LA CALESITA DE SUS DÍAS
El avión es un silencio
lleno de respiraciones pesadas, el roce
de alguna espalda contra el asiento y el cuchicheo sibilante de varios. Irineo
no pudo dormir en toda la noche. Está
nervioso. Los recuerdos van y vienen, se mezclan, le dan continuidad a su
vida, llenan los silencios: La barba
negra y el pelo largo, su mujer, con su hijo en brazos despidiéndolo en la puerta del departamento,
sin palabras pero con esa mirada profunda hacia sus ojos, la sonrisa suave y la
caricia tibia en su mejilla deseándole suerte. No hubo lágrimas. El sentir del país que dejaba atrás, la
incertidumbre de lo desconocido, el miedo de los que se quedaban.
Se pasa la mano por la
mejilla plateada y se acomoda el poco pelo canoso. Entrecierra los ojos en un
gesto de agobio y cansancio, apoya sobre la pequeña ventanilla helada, primero
la frente, después, la mano abierta y
extendida, como queriendo tapar el
círculo naranja que asoma entre las nubes y hace fuerza por parir un día. Un nuevo día, cualquiera. Un día más para
millones. Salvo para él. Irineo está volviendo a su patria, a su
ciudad y a su historia. Para poder terminarla.
Las azafatas van y vienen
por el pasillo, verificando que todos estén bien, arrimando alguna manta o
apurando el carro con café. Ahora, la bonita y morena, con una sonrisa de trabajo le pregunta
qué desea desayunar. Pide un café
negro y un poco de jugo de naranja. Demasiada ansiedad. La distancia le duele tanto como los
huesos. No puede evitar sentirse un
eco, en el camino que va dejando
atrás, que se apaga de a poco. Un racimo
de barrio que lleva dentro de él y necesita hacerlo florecer otra vez. Antes
pensaba, se decía a sí
mismo, se mentía : No pasará mucho tiempo antes de que vuelva.
Ahora sabe que no fue así, casi treinta
años. Demasiado.
Ezeiza,
a las tres de la madrugada es un conglomerado étnico curioso, rostros dormidos,
apurados, alegres por la llegada y el reencuentro o la expectativa del viaje y
los lugares desconocidos. Valijas, bultos, voces altas y alegres. Juan llegó
tres horas antes de la anunciada para el arribo
del avión. No pudo dormir en toda
la noche. Está nervioso. Los pocos recuerdos que tiene de él no
alcanzan a completar sus silencios.
Cuando salió del departamento —sin hacer ruido para no despertar a las
nenas— su mujer lo despidió
en la puerta.

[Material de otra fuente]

use crate::rss_utils::url::is_valid_http_url;
use crate::types::{FeedItem, IngestError, ParsedFeed, Result};
use feed_rs::parser;
use std::collections::HashSet;
use tracing::{debug, info};

/// Parses RSS/Atom documents into `FeedItem`s, newest first.
#[derive(Debug, Default)]
pub struct FeedParser;

impl FeedParser {
    pub fn new() -> Self {
        Self
    }

    pub fn parse_feed(&self, content: &str) -> Result<ParsedFeed> {
        debug!("Parsing feed content ({} bytes)", content.len());

        let feed = parser::parse(content.as_bytes())
            .map_err(|e| IngestError::Parse(format!("Failed to parse feed: {}", e)))?;

        let title = feed.title.map(|t| t.content);

        let mut seen_urls = HashSet::new();
        let mut entries = Vec::new();

        for entry in feed.entries {
            if let Some(item) = Self::parse_entry(entry) {
                if seen_urls.insert(item.url.clone()) {
                    entries.push(item);
                } else {
                    debug!("Skipping duplicate entry with URL: {}", item.url);
                }
            }
        }

        // Stable: undated entries keep document order behind dated ones.
        entries.sort_by(|a, b| b.published_at.cmp(&a.published_at));

        info!("Parsed feed with {} entries", entries.len());

        Ok(ParsedFeed { title, entries })
    }

    fn parse_entry(entry: feed_rs::model::Entry) -> Option<FeedItem> {
        let link = entry
            .links
            .iter()
            .find(|l| matches!(l.rel.as_deref(), None | Some("alternate")))
            .or_else(|| entry.links.first())?;
        let url = link.href.trim().to_string();

        if !is_valid_http_url(&url) {
            debug!("Skipping entry with unusable link: {}", url);
            return None;
        }

        let title = entry
            .title
            .map(|t| t.content.trim().to_string())
            .filter(|t| !t.is_empty())
            .unwrap_or_else(|| "Untitled".to_string());

        Some(FeedItem {
            url,
            title,
            published_at: entry.published.or(entry.updated),
        })
    }
}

Con una mirada
profunda hacia sus ojos, la sonrisa suave y una caricia tibia en su mejilla le
deseó suerte. No hicieron falta palabras.
Se
pasa la mano por la barba tupida y negra, y se acomoda el pelo largo, en un
gesto típico, que viene desde años. Ahora busca un lugar abierto para tomar algo y
que el tiempo le pase más rápido. Pide un café negro y un poco de jugo de
naranja. Demasiada ansiedad. No puede
evitar pensar en él. En todos estos años la distancia entre los dos fue un misterio,
un follaje, un barrilete de tristeza.
Antes pensaba, se decía a sí mismo, se mentía :
No pasará mucho tiempo antes de que él vuelva. Ahora sabe que no fue
así, casi treinta años. Demasiado.
Se perciben desde lejos, aún antes de
traspasar la puerta. Se encuentran y se abrazan. Al fin se abrazan. De verdad, en carne y
hueso. Y en ese abrazo se funden todos los abrazos del exilio.